LABELED_PATH = "C:/Users/fdmol/Desktop/AMLO-NLP/src/data/amlo_labeling.xlsx"


#### Defining some classes and functions to help us with the analysis

In [3]:
# Use TF-IDF to find the most important words in the text
def get_most_important_words(text, filename, save=False):
    # Create a TfidfVectorizer
    tfidf_vectorizer = TfidfVectorizer()

    # Apply the vectorizer
    tfidf_matrix = tfidf_vectorizer.fit_transform(text)

    # Print the result
    scores = tfidf_matrix.toarray()[0]
    words = tfidf_vectorizer.get_feature_names_out()

    # Create a DataFrame with the result
    df = pd.DataFrame({"Word": words, "Score": scores})
    df.sort_values("Score", ascending=False, inplace=True)

    if save:
        df.to_csv(filename, index=False)

    return df

### Pipeline

### Classification Task

In [8]:
# Read the labeled data
class TrainingSet:
    TRAINING_PATH = "C:/Users/fdmol/Desktop/AMLO-NLP/src/data/training_data/"
    LABELED_PATH = "C:/Users/fdmol/Desktop/AMLO-NLP/src/data/amlo_labeling.xlsx"
    TEXT_FILES_PATH = "C:/Users/fdmol/Desktop/AMLO-NLP/src/data/text_files/"
    DIALOGUES_PATH = "C:/Users/fdmol/Desktop/AMLO-NLP/src/data/presidents_dialogues/"

    def __init__(self, remove_stopwords):
        self.amlo_parser = AMLOParser(self.TEXT_FILES_PATH)
        self.path = LABELED_PATH
        self.labeled_data, self.agressive_phrases = self.read_labeled_data()
        self.remove_stopwords = remove_stopwords

        self.labeled_conference_ids = self.labeled_data["conference_id"].unique()
        self.all_files = os.listdir(self.TEXT_FILES_PATH)

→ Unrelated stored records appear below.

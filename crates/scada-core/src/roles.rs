//! Logical roles (start, alarm, setpoint...) and their assignment to tags.

use crate::error::TagError;
use crate::registry::TagRegistry;
use crate::tags::TagDescriptor;
use serde::{Deserialize, Serialize};
use std::collections::BTreeMap;
use std::fmt;

#[derive(Debug, Clone, Copy, PartialEq, Eq, Hash, PartialOrd, Ord, Serialize, Deserialize)]
#[serde(rename_all = "snake_case")]
pub enum Role {
    Ppm,
    Setpoint,
    Alarm,
    Start,
    Stop,
    Confirm,
}

impl Role {
    pub const ALL: [Role; 6] = [
        Role::Ppm,
        Role::Setpoint,
        Role::Alarm,
        Role::Start,
        Role::Stop,
        Role::Confirm,
    ];

    /// Key used in the role-mapping file.
    pub fn mapping_key(self) -> &'static str {
        match self {
            Role::Ppm => "ppm_tag",
            Role::Setpoint => "set1_tag",
            Role::Alarm => "alerta_tag",
            Role::Start => "start_tag",
            Role::Stop => "stop_tag",
            Role::Confirm => "confirm_tag",
        }
    }

    pub fn from_mapping_key(key: &str) -> Option<Self> {
        Self::ALL.into_iter().find(|role| role.mapping_key() == key)
    }

    /// Prefix of the per-chamber tag naming convention (`PPM2`, `ALERTA3`...).
    pub fn tag_prefix(self) -> &'static str {
        match self {
            Role::Ppm => "PPM",
            Role::Setpoint => "SET",
            Role::Alarm => "ALERTA",
            Role::Start => "START",
            Role::Stop => "STOP",
            Role::Confirm => "CONFIRM",
        }
    }

    pub fn conventional_tag(self, chamber: u8) -> String {
        format!("{}{}", self.tag_prefix(), chamber)
    }

    pub fn is_alarm(self) -> bool {
        self == Role::Alarm
    }
}

/// One role, optionally scoped to a chamber.
#[derive(Debug, Clone, Copy, PartialEq, Eq, Hash, PartialOrd, Ord, Serialize, Deserialize)]
pub struct Slot {
    pub chamber: Option<u8>,
    pub role: Role,
}

impl Slot {
    pub const fn new(chamber: Option<u8>, role: Role) -> Self {
        Self { chamber, role }
    }

    pub const fn single(role: Role) -> Self {
        Self::new(None, role)
    }

    pub const fn chamber(chamber: u8, role: Role) -> Self {
        Self::new(Some(chamber), role)
    }
}

impl fmt::Display for Slot {
    fn fmt(&self, f: &mut fmt::Formatter<'_>) -> fmt::Result {
        match self.chamber {
            Some(n) => write!(f, "{}{}", self.role.tag_prefix(), n),
            None => f.write_str(self.role.mapping_key()),
        }
    }
}

/// Single-chamber screen, an N-chamber SCADA overview, or a plain tag
/// monitor that reads every registered tag.
///
/// The tag monitor keeps the single-chamber role mapping so operator
/// commands still resolve.
#[derive(Debug, Clone, Copy, PartialEq, Eq)]
pub enum Layout {
    Single,
    Chambers(u8),
    Tags,
}

impl Layout {
    pub fn chambers(self) -> Vec<Option<u8>> {
        match self {
            Layout::Single | Layout::Tags => vec![None],
            Layout::Chambers(n) => (1..=n).map(Some).collect(),
        }
    }

    /// Whether roles are unscoped (`start_tag`...) rather than per chamber.
    pub fn is_single_mapping(self) -> bool {
        matches!(self, Layout::Single | Layout::Tags)
    }
}

/// Slot → tag-name assignments.
#[derive(Debug, Clone, Default, PartialEq)]
pub struct RoleMap {
    assignments: BTreeMap<Slot, String>,
}

impl RoleMap {
    pub fn new() -> Self {
        Self::default()
    }

    /// Single-chamber defaults: START1 / ALERTA1 / CONFIRM1 / SET1 when present.
    pub fn single_defaults(registry: &TagRegistry) -> Self {
        let mut map = Self::new();
        for role in [Role::Start, Role::Alarm, Role::Confirm, Role::Setpoint] {
            let name = role.conventional_tag(1);
            if registry.contains(&name) {
                map.assign(Slot::single(role), name);
            }
        }
        map
    }

    /// Multi-chamber convention: `PREFIX{n}` for every tag that exists.
    pub fn conventional(chambers: u8, registry: &TagRegistry) -> Self {
        let mut map = Self::new();
        for chamber in 1..=chambers {
            for role in Role::ALL {
                let name = role.conventional_tag(chamber);
                if registry.contains(&name) {
                    map.assign(Slot::chamber(chamber, role), name);
                }
            }
        }
        map
    }

    pub fn for_layout(layout: Layout, registry: &TagRegistry) -> Self {
        match layout {
            Layout::Single | Layout::Tags => Self::single_defaults(registry),
            Layout::Chambers(n) => Self::conventional(n, registry),
        }
    }

    pub fn assign(&mut self, slot: Slot, tag: impl Into<String>) -> Option<String> {
        self.assignments.insert(slot, tag.into())
    }

    pub fn unassign(&mut self, slot: Slot) -> Option<String> {
        self.assignments.remove(&slot)
    }

    pub fn tag_for(&self, slot: Slot) -> Option<&str> {
        self.assignments.get(&slot).map(String::as_str)
    }

    /// Resolves a slot through the registry on every call.
    pub fn resolve<'r>(
        &self,
        slot: Slot,
        registry: &'r TagRegistry,
    ) -> Result<&'r TagDescriptor, TagError> {
        let tag = self.tag_for(slot).ok_or(TagError::RoleUnassigned(slot))?;
        registry.get(tag).ok_or_else(|| TagError::RoleUnresolved {
            slot,
            tag: tag.to_string(),
        })
    }

    /// Slot a tag is assigned to. Alarm slots win when a tag has several.
    pub fn slot_of(&self, tag: &str) -> Option<Slot> {
        let mut slots = self.iter().filter(|(_, t)| *t == tag).map(|(slot, _)| slot);
        let first = slots.next()?;
        if first.role.is_alarm() {
            return Some(first);
        }
        Some(slots.find(|slot| slot.role.is_alarm()).unwrap_or(first))
    }

    pub fn iter(&self) -> impl Iterator<Item = (Slot, &str)> {
        self.assignments.iter().map(|(slot, tag)| (*slot, tag.as_str()))
    }

    pub fn len(&self) -> usize {
        self.assignments.len()
    }

    pub fn is_empty(&self) -> bool {
        self.assignments.is_empty()
    }
}

/// What the poller reads each cycle.
#[derive(Debug, Clone, PartialEq, Eq)]
pub enum MonitorPlan {
    /// Fixed, ordered list of role slots.
    Slots(Vec<Slot>),
    /// Every tag in the registry, in registry order, re-read from the
    /// current snapshot each cycle.
    AllTags,
}

impl MonitorPlan {
    pub fn new(slots: Vec<Slot>) -> Self {
        MonitorPlan::Slots(slots)
    }

    pub fn all_tags() -> Self {
        MonitorPlan::AllTags
    }

    /// Single: ppm, alarm, setpoint. Chambers: per chamber ppm, setpoint, alarm.
    pub fn for_layout(layout: Layout) -> Self {
        let slots = match layout {
            Layout::Tags => return MonitorPlan::AllTags,
            Layout::Single => vec![
                Slot::single(Role::Ppm),
                Slot::single(Role::Alarm),
                Slot::single(Role::Setpoint),
            ],
            Layout::Chambers(n) => (1..=n)
                .flat_map(|c| {
                    [
                        Slot::chamber(c, Role::Ppm),
                        Slot::chamber(c, Role::Setpoint),
                        Slot::chamber(c, Role::Alarm),
                    ]
                })
                .collect(),
        };
        MonitorPlan::Slots(slots)
    }

    /// Role slots of a fixed plan; empty for [`MonitorPlan::AllTags`].
    pub fn slots(&self) -> &[Slot] {
        match self {
            MonitorPlan::Slots(slots) => slots,
            MonitorPlan::AllTags => &[],
        }
    }
}

#[cfg(test)]
mod tests {
    use super::*;
    use crate::tags::{RegionKind, ValueKind};

    fn registry(names: &[&str]) -> TagRegistry {
        TagRegistry::from_descriptors(names.iter().enumerate().map(|(i, name)| {
            TagDescriptor::new(*name, RegionKind::Flag, ValueKind::Boolean, i as u32, Some(0), None)
                .unwrap()
        }))
        .unwrap()
    }

    #[test]
    fn single_defaults_only_use_existing_tags() {
        let reg = registry(&["START1", "ALERTA1", "PPM1"]);
        let map = RoleMap::single_defaults(&reg);
        assert_eq!(map.tag_for(Slot::single(Role::Start)), Some("START1"));
        assert_eq!(map.tag_for(Slot::single(Role::Alarm)), Some("ALERTA1"));
        assert_eq!(map.tag_for(Slot::single(Role::Confirm)), None);
        assert_eq!(map.tag_for(Slot::single(Role::Ppm)), None);
    }

    #[test]
    fn chamber_convention() {
        let reg = registry(&["PPM1", "PPM2", "ALERTA3", "START2"]);
        let map = RoleMap::conventional(3, &reg);
        assert_eq!(map.tag_for(Slot::chamber(2, Role::Ppm)), Some("PPM2"));
        assert_eq!(map.tag_for(Slot::chamber(3, Role::Alarm)), Some("ALERTA3"));
        assert_eq!(map.tag_for(Slot::chamber(3, Role::Ppm)), None);
        assert_eq!(map.len(), 4);
    }

    #[test]
    fn resolve_distinguishes_unassigned_and_missing() {
        let reg = registry(&["START1"]);
        let mut map = RoleMap::new();
        map.assign(Slot::single(Role::Stop), "STOP1");
        assert_eq!(
            map.resolve(Slot::single(Role::Start), &reg),
            Err(TagError::RoleUnassigned(Slot::single(Role::Start)))
        );
        assert_eq!(
            map.resolve(Slot::single(Role::Stop), &reg),
            Err(TagError::RoleUnresolved {
                slot: Slot::single(Role::Stop),
                tag: "STOP1".to_string()
            })
        );
    }

    #[test]
    fn monitor_plan_order() {
        let plan = MonitorPlan::for_layout(Layout::Chambers(2));
        let names: Vec<String> = plan.slots().iter().map(Slot::to_string).collect();
        assert_eq!(names, ["PPM1", "SET1", "ALERTA1", "PPM2", "SET2", "ALERTA2"]);

        let plan = MonitorPlan::for_layout(Layout::Single);
        let names: Vec<String> = plan.slots().iter().map(Slot::to_string).collect();
        assert_eq!(names, ["ppm_tag", "alerta_tag", "set1_tag"]);
    }

    #[test]
    fn tag_layout_reads_everything_with_single_roles() {
        assert_eq!(MonitorPlan::for_layout(Layout::Tags), MonitorPlan::AllTags);
        assert!(MonitorPlan::for_layout(Layout::Tags).slots().is_empty());
        assert_eq!(Layout::Tags.chambers(), vec![None]);

        let reg = registry(&["START1", "ALERTA1"]);
        assert_eq!(
            RoleMap::for_layout(Layout::Tags, &reg),
            RoleMap::single_defaults(&reg)
        );
    }

    #[test]
    fn slot_of_prefers_alarm() {
        let mut map = RoleMap::new();
        map.assign(Slot::single(Role::Confirm), "FLAG");
        map.assign(Slot::single(Role::Alarm), "FLAG");
        map.assign(Slot::single(Role::Start), "START1");
        assert_eq!(map.slot_of("FLAG"), Some(Slot::single(Role::Alarm)));
        assert_eq!(map.slot_of("START1"), Some(Slot::single(Role::Start)));
        assert_eq!(map.slot_of("OTHER"), None);
    }

    #[test]
    fn mapping_keys_round_trip() {
        for role in Role::ALL {
            assert_eq!(Role::from_mapping_key(role.mapping_key()), Some(role));
        }
    }
}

    def read_labeled_data(self):
        """
        Reads the labeled data and agressive phrases from the excel file
        """
        labeled_data = pd.read_excel(self.path, sheet_name="labels")
        agressive_phrases = pd.read_excel(self.path, sheet_name="frases_odio")

        labeled_data = labeled_data.dropna()
        labeled_data.reset_index(drop=True, inplace=True)

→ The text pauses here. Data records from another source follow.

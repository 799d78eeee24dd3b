use parking_lot::RwLock;
use std::sync::Arc;

/// Read-mostly value replaced whole on every edit.
///
/// Readers hold an `Arc` snapshot that never changes under them; writers
/// build the next value off to the side and swap it in under the write lock,
/// so no reader can observe a half-applied edit.
#[derive(Debug, Default)]
pub struct Shared<T> {
    current: RwLock<Arc<T>>,
}

impl<T: Clone> Shared<T> {
    pub fn new(value: T) -> Self {
        Self {
            current: RwLock::new(Arc::new(value)),
        }
    }

    pub fn snapshot(&self) -> Arc<T> {
        Arc::clone(&self.current.read())
    }

    /// Swaps in `value`, returning the previous snapshot.
    pub fn replace(&self, value: T) -> Arc<T> {
        std::mem::replace(&mut *self.current.write(), Arc::new(value))
    }

    /// Clones the current value, applies `edit`, then publishes the result.
    pub fn update<R>(&self, edit: impl FnOnce(&mut T) -> R) -> R {
        let mut guard = self.current.write();
        let mut next = T::clone(&guard);
        let out = edit(&mut next);
        *guard = Arc::new(next);
        out
    }
}
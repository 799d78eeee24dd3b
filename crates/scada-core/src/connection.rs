use crate::error::{TagError, TransportError};
use crate::hal::{Endpoint, ProtocolClient};
use log::{debug, info, warn};
use parking_lot::Mutex;
use std::sync::atomic::{AtomicBool, Ordering};

#[derive(Debug, Clone, Copy, PartialEq, Eq)]
pub enum ConnectionState {
    Disconnected,
    Connected,
}

/// Owns the protocol client and serializes every request through it.
///
/// All controller I/O goes through [`ConnectionManager::with_client`], which
/// holds the client lock for the whole closure. A read-modify-write done
/// inside one closure cannot interleave with another caller's write.
pub struct ConnectionManager {
    client: Mutex<Box<dyn ProtocolClient>>,
    connected: AtomicBool,
    endpoint: Mutex<Option<Endpoint>>,
}

impl ConnectionManager {
    pub fn new(client: impl ProtocolClient + 'static) -> Self {
        Self {
            client: Mutex::new(Box::new(client)),
            connected: AtomicBool::new(false),
            endpoint: Mutex::new(None),
        }
    }

    /// Connects to `endpoint`, dropping any current session first.
    pub fn connect(&self, endpoint: Endpoint) -> Result<(), TransportError> {
        let mut client = self.client.lock();
        if self.connected.swap(false, Ordering::SeqCst) {
            if let Err(err) = client.disconnect() {
                warn!("disconnect before reconnect failed: {err}");
            }
        }
        *self.endpoint.lock() = Some(endpoint.clone());
        match client.connect(&endpoint) {
            Ok(()) => {
                self.connected.store(true, Ordering::SeqCst);
                info!("connected to PLC at {endpoint}");
                Ok(())
            }
            Err(err) => {
                warn!("connect to {endpoint} failed: {err}");
                Err(err)
            }
        }
    }

    /// Retries the last endpoint passed to [`connect`](Self::connect).
    pub fn reconnect(&self) -> Result<(), TransportError> {
        let endpoint = self.endpoint.lock().clone().ok_or(TransportError::Disconnected)?;
        self.connect(endpoint)
    }

    /// Safe to call repeatedly; transport errors are logged, not returned.
    pub fn disconnect(&self) {
        let mut client = self.client.lock();
        if !self.connected.swap(false, Ordering::SeqCst) {
            return;
        }
        match client.disconnect() {
            Ok(()) => info!("disconnected from PLC"),
            Err(err) => warn!("disconnect reported an error: {err}"),
        }
    }

    /// Checks the live link, not just the last known state.
    pub fn is_connected(&self) -> bool {
        if !self.connected.load(Ordering::SeqCst) {
            return false;
        }
        let alive = self.client.lock().is_alive();
        if !alive && self.connected.swap(false, Ordering::SeqCst) {
            warn!("PLC link lost");
        }
        alive
    }

    pub fn state(&self) -> ConnectionState {
        if self.is_connected() {
            ConnectionState::Connected
        } else {
            ConnectionState::Disconnected
        }
    }

    pub fn endpoint(&self) -> Option<Endpoint> {
        self.endpoint.lock().clone()
    }

    /// Runs `f` with exclusive access to the client.
    pub fn with_client<R>(
        &self,
        f: impl FnOnce(&mut dyn ProtocolClient) -> Result<R, TagError>,
    ) -> Result<R, TagError> {
        let mut client = self.client.lock();
        if !self.connected.load(Ordering::SeqCst) {
            return Err(TagError::NotConnected);
        }
        let result = f(client.as_mut());
        if let Err(err) = &result {
            if err.is_connection_loss() {
                debug!("request failed on a dead link: {err}");
                self.connected.store(false, Ordering::SeqCst);
            }
        }
        result
    }
}
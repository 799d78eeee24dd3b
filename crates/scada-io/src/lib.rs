pub mod auth;
pub mod bridge;
pub mod config;
pub mod metrics;
pub mod protocol;
pub mod transport_modbus;

pub use auth::{AuthConfig, AuthError, TokenClaims, TokenValidator};
pub use bridge::{Bridge, BridgeConfig, CommandOutcome};
pub use config::{
    ConfigError, PlcConnectionConfig, RoleAssignments, RoleMappingFile, TagConfigFile, TagEntry,
};
pub use metrics::{init_metrics, serve_metrics};
pub use protocol::{CommandAction, EventMsg, IncomingMessage, ProtocolVersion, ReplyMsg};
pub use transport_modbus::{ModbusConfig, ModbusTransport};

        return labeled_data, agressive_phrases

    def agressive_phrases_to_txt(self, agressive_phrases, conference_id):
        """
        Parses the utterances from the dataframe and saves them to a txt file
        """
        # Save the agressive phrases to a txt file
        agressive_phrases_df = agressive_phrases.loc[
            agressive_phrases["conference_id"] == conference_id, :
        ]

        agressive_phrases_df.reset_index(drop=True, inplace=True)
        agressive_phrases_df = agressive_phrases_df.loc[:, ["phrase"]]

        # Write the text to a file
        new_file_path = os.path.join(self.TRAINING_PATH, f"{conference_id}.txt")
        new_file_path = new_file_path.replace(".txt", "_agressive_phrases.txt")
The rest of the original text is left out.